What is required
If a line in the data contains "read", copy it out.

[Dataset entries]

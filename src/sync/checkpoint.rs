use std::path::PathBuf;

use color_eyre::eyre::{Result, WrapErr};
use serde::{Deserialize, Serialize};

use super::SyncResult;

/// Progress of a run, saved after every finished playlist.
///
/// Only finished playlists are kept; one cut short is redone from scratch.
#[derive(Debug, Clone, Default, PartialEq, Serialize, Deserialize)]
pub struct SyncState {
    pub completed: Vec<CompletedPlaylist>,
    pub updated_at: i64,
}

#[derive(Debug, Clone, PartialEq, Serialize, Deserialize)]
pub struct CompletedPlaylist {
    /// Source playlist id.
    pub playlist_id: String,
    pub result: SyncResult,
}

impl SyncState {
    pub fn is_completed(&self, playlist_id: &str) -> bool {
        self.completed.iter().any(|c| c.playlist_id == playlist_id)
    }
}

/// Crash-recovery side channel, only touched at playlist boundaries.
#[cfg_attr(test, mockall::automock)]
#[async_trait::async_trait]
pub trait Checkpoint: Send + Sync {
    async fn save(&self, state: &SyncState) -> Result<()>;
    async fn load(&self) -> Result<Option<SyncState>>;
    /// Forget saved progress once a run finishes.
    async fn clear(&self) -> Result<()>;
}

/// Stores the checkpoint as a JSON file, written atomically via a temp file.
pub struct JsonFileCheckpoint {
    path: PathBuf,
}

impl JsonFileCheckpoint {
    pub fn new(path: PathBuf) -> Self {
        Self { path }
    }
}

#[async_trait::async_trait]
impl Checkpoint for JsonFileCheckpoint {
    async fn save(&self, state: &SyncState) -> Result<()> {
        if let Some(parent) = self.path.parent() {
            tokio::fs::create_dir_all(parent)
                .await
                .wrap_err_with(|| format!("Failed to create {}", parent.display()))?;
        }

        let json = serde_json::to_vec_pretty(state).wrap_err("Failed to serialize checkpoint")?;
        let tmp = self.path.with_extension("tmp");
        tokio::fs::write(&tmp, json)
            .await
            .wrap_err_with(|| format!("Failed to write checkpoint {}", tmp.display()))?;
        tokio::fs::rename(&tmp, &self.path)
            .await
            .wrap_err_with(|| format!("Failed to move checkpoint to {}", self.path.display()))?;

        log::debug!(
            "Saved checkpoint with {} completed playlist(s) to {}",
            state.completed.len(),
            self.path.display()
        );
        Ok(())
    }

    async fn load(&self) -> Result<Option<SyncState>> {
        if !tokio::fs::try_exists(&self.path).await.unwrap_or(false) {
            return Ok(None);
        }

        let contents = tokio::fs::read(&self.path)
            .await
            .wrap_err_with(|| format!("Failed to read checkpoint {}", self.path.display()))?;
        let state = serde_json::from_slice(&contents)
            .wrap_err_with(|| format!("Failed to parse checkpoint {}", self.path.display()))?;
        Ok(Some(state))
    }

    async fn clear(&self) -> Result<()> {
        match tokio::fs::remove_file(&self.path).await {
            Ok(()) => Ok(()),
            Err(e) if e.kind() == std::io::ErrorKind::NotFound => Ok(()),
            Err(e) => Err(e)
                .wrap_err_with(|| format!("Failed to remove checkpoint {}", self.path.display())),
        }
    }
}

#[cfg(test)]
mod tests {
    use super::*;
    use crate::sync::SyncAction;

    #[tokio::test]
    async fn test_save_load_clear() {
        let dir = tempfile::tempdir().unwrap();
        let checkpoint = JsonFileCheckpoint::new(dir.path().join("nested").join("state.json"));

        assert!(checkpoint.load().await.unwrap().is_none());

        let state = SyncState {
            completed: vec![CompletedPlaylist {
                playlist_id: "pl1".into(),
                result: SyncResult::new("Road Trip", SyncAction::Created),
            }],
            updated_at: 42,
        };
        checkpoint.save(&state).await.unwrap();
        let loaded = checkpoint.load().await.unwrap().unwrap();
        assert!(loaded.is_completed("pl1"));
        assert!(!loaded.is_completed("pl2"));
        assert_eq!(loaded, state);

        checkpoint.clear().await.unwrap();
        assert!(checkpoint.load().await.unwrap().is_none());
        checkpoint.clear().await.unwrap();
    }
}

Answer to the exercise
        let contents = tokio::fs::read(&self.path)
            .wrap_err_with(|| format!("Failed to read checkpoint {}", self.path.display()))?;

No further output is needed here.